**TASK TO CARRY OUT**
Using the records beneath, say how many lines contain the word "trim", without comment.

**EXTRACTED RECORDS**
Segment Open
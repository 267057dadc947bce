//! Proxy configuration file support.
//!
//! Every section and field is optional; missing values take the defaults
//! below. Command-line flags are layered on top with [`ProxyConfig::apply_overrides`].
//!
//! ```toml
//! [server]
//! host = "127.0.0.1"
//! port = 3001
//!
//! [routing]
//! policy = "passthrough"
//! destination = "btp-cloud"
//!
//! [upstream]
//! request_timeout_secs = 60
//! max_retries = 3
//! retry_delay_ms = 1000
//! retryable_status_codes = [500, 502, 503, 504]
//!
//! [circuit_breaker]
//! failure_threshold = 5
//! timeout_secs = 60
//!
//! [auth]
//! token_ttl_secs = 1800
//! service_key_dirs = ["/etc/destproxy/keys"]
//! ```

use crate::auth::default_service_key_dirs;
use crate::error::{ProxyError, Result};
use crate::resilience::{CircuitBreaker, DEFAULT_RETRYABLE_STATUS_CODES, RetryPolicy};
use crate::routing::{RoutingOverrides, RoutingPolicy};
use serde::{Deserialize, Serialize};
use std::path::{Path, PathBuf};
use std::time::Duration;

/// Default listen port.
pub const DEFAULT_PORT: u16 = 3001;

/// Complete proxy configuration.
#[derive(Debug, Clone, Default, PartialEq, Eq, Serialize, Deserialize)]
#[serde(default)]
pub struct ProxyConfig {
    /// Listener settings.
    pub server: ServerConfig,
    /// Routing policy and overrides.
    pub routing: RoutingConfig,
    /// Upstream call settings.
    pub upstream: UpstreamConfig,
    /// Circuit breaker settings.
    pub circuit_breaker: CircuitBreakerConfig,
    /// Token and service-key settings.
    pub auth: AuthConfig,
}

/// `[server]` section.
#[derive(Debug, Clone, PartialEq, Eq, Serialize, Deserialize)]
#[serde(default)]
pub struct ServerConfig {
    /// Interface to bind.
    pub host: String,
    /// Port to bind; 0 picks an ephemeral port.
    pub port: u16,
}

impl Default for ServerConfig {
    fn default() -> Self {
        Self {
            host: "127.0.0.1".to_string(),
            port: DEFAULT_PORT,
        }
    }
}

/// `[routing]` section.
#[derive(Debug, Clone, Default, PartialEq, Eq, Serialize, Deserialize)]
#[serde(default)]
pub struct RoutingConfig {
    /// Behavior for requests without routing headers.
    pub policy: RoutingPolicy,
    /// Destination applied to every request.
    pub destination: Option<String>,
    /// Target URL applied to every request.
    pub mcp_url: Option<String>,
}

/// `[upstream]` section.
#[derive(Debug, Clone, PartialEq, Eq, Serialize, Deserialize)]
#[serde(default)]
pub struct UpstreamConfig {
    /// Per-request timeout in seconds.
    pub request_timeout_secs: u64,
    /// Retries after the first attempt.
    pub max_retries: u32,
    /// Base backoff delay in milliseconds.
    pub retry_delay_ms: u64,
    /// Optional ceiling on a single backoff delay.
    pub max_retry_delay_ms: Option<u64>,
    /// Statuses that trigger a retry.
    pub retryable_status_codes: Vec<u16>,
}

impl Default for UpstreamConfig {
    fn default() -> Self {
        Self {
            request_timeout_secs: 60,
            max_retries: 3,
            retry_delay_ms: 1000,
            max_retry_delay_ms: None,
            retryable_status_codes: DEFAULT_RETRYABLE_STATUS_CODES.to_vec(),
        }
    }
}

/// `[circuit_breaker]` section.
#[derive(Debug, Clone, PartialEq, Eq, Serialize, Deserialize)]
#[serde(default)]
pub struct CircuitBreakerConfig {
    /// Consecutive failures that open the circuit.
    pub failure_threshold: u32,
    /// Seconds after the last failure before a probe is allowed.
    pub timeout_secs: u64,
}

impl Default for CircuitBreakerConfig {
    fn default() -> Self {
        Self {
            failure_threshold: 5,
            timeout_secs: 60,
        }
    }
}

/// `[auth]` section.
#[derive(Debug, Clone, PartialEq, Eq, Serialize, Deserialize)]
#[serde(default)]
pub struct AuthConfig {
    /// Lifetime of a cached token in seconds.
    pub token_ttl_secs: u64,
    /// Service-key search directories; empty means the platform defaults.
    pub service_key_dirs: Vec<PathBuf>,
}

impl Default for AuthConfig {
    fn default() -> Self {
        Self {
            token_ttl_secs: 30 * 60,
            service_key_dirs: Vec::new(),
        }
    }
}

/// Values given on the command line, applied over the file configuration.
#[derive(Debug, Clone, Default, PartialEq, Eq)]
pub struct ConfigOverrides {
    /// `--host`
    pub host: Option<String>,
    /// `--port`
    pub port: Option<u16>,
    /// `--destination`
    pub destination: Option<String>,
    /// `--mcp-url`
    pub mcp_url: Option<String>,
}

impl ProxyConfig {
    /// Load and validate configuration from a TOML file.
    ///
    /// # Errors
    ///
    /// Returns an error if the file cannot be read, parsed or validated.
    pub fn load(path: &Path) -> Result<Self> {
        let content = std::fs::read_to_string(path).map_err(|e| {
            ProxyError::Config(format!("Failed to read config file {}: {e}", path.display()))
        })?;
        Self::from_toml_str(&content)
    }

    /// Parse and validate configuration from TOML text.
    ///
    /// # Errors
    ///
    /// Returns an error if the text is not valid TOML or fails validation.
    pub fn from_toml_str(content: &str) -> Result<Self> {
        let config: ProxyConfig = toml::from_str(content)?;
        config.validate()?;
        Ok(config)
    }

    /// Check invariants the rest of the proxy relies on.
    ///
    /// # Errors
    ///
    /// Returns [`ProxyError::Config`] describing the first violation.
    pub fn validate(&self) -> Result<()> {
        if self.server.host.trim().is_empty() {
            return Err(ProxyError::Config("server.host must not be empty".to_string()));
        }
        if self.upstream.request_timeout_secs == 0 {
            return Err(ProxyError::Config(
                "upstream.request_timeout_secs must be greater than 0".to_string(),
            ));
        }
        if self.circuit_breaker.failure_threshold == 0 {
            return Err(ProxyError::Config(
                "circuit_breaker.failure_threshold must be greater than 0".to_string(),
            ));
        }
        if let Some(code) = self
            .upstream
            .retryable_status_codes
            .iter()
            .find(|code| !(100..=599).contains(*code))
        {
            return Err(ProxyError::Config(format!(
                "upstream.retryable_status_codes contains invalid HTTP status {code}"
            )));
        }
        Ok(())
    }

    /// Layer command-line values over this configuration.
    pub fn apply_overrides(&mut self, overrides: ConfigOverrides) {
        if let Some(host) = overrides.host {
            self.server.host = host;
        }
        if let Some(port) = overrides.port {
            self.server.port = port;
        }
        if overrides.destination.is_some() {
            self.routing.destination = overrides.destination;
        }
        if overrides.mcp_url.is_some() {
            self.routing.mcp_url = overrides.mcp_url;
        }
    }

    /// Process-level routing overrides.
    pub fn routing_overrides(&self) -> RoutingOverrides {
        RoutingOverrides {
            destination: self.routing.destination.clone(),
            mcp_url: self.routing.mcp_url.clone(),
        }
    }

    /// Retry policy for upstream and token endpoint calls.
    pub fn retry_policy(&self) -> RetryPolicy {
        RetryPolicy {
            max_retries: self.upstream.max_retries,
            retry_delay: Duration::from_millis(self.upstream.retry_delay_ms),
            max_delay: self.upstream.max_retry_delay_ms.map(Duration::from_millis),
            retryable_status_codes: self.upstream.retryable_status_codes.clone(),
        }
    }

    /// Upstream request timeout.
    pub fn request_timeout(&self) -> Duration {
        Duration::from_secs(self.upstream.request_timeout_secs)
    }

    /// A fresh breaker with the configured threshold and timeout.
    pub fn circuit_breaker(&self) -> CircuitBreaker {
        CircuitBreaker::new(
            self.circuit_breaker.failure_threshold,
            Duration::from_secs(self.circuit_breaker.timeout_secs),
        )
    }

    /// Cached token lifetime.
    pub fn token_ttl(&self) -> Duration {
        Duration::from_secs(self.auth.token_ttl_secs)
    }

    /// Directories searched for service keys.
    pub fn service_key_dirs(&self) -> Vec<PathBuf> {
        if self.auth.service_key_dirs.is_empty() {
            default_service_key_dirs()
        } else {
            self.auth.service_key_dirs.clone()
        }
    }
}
Segment Closed
Segment Open
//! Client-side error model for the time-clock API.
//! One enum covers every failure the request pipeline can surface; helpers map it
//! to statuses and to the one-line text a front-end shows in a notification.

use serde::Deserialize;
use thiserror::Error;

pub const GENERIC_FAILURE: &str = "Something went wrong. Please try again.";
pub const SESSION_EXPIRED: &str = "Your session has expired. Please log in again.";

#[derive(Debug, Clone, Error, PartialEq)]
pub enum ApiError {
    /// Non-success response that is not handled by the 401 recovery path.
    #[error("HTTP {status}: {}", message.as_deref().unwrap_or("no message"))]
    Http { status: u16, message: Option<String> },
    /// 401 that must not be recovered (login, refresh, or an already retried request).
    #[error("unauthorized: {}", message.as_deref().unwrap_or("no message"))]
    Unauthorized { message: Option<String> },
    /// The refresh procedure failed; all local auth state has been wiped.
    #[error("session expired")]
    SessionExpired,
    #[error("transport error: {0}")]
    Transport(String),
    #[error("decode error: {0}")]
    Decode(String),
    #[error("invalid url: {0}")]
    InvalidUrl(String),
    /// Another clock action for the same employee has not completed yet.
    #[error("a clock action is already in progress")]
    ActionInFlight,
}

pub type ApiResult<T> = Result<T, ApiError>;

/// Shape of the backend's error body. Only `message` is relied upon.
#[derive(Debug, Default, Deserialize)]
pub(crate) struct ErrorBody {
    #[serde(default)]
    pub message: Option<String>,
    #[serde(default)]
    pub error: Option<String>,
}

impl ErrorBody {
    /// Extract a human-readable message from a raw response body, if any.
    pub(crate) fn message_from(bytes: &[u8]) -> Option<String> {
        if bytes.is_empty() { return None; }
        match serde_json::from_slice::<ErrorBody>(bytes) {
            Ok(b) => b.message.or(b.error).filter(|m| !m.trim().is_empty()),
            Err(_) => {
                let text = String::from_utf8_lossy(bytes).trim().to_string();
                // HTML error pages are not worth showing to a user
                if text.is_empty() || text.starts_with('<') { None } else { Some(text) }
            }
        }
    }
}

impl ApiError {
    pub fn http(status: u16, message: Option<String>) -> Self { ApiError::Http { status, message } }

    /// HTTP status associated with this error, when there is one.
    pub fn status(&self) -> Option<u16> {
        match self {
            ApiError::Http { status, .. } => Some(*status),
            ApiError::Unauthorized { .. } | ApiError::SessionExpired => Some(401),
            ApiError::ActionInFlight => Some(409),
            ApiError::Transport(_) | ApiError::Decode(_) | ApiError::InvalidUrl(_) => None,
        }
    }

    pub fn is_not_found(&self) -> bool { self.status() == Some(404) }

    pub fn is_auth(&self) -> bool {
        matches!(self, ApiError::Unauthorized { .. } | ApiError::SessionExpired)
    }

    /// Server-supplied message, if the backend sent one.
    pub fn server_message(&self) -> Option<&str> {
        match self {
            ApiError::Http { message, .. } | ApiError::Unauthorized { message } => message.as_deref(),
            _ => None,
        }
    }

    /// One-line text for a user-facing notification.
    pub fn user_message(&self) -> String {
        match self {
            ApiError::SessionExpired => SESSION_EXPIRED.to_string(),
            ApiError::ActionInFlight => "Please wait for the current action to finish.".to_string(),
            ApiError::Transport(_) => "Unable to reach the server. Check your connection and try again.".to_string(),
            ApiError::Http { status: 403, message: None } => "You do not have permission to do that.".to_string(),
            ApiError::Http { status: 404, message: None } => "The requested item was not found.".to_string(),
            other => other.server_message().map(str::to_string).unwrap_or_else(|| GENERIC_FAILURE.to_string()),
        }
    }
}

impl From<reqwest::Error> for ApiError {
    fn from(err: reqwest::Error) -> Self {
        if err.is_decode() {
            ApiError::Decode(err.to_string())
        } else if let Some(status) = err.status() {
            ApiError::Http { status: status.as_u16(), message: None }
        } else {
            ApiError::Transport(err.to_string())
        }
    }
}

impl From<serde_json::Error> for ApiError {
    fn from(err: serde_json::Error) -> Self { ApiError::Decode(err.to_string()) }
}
Segment Closed
**REPLY**
3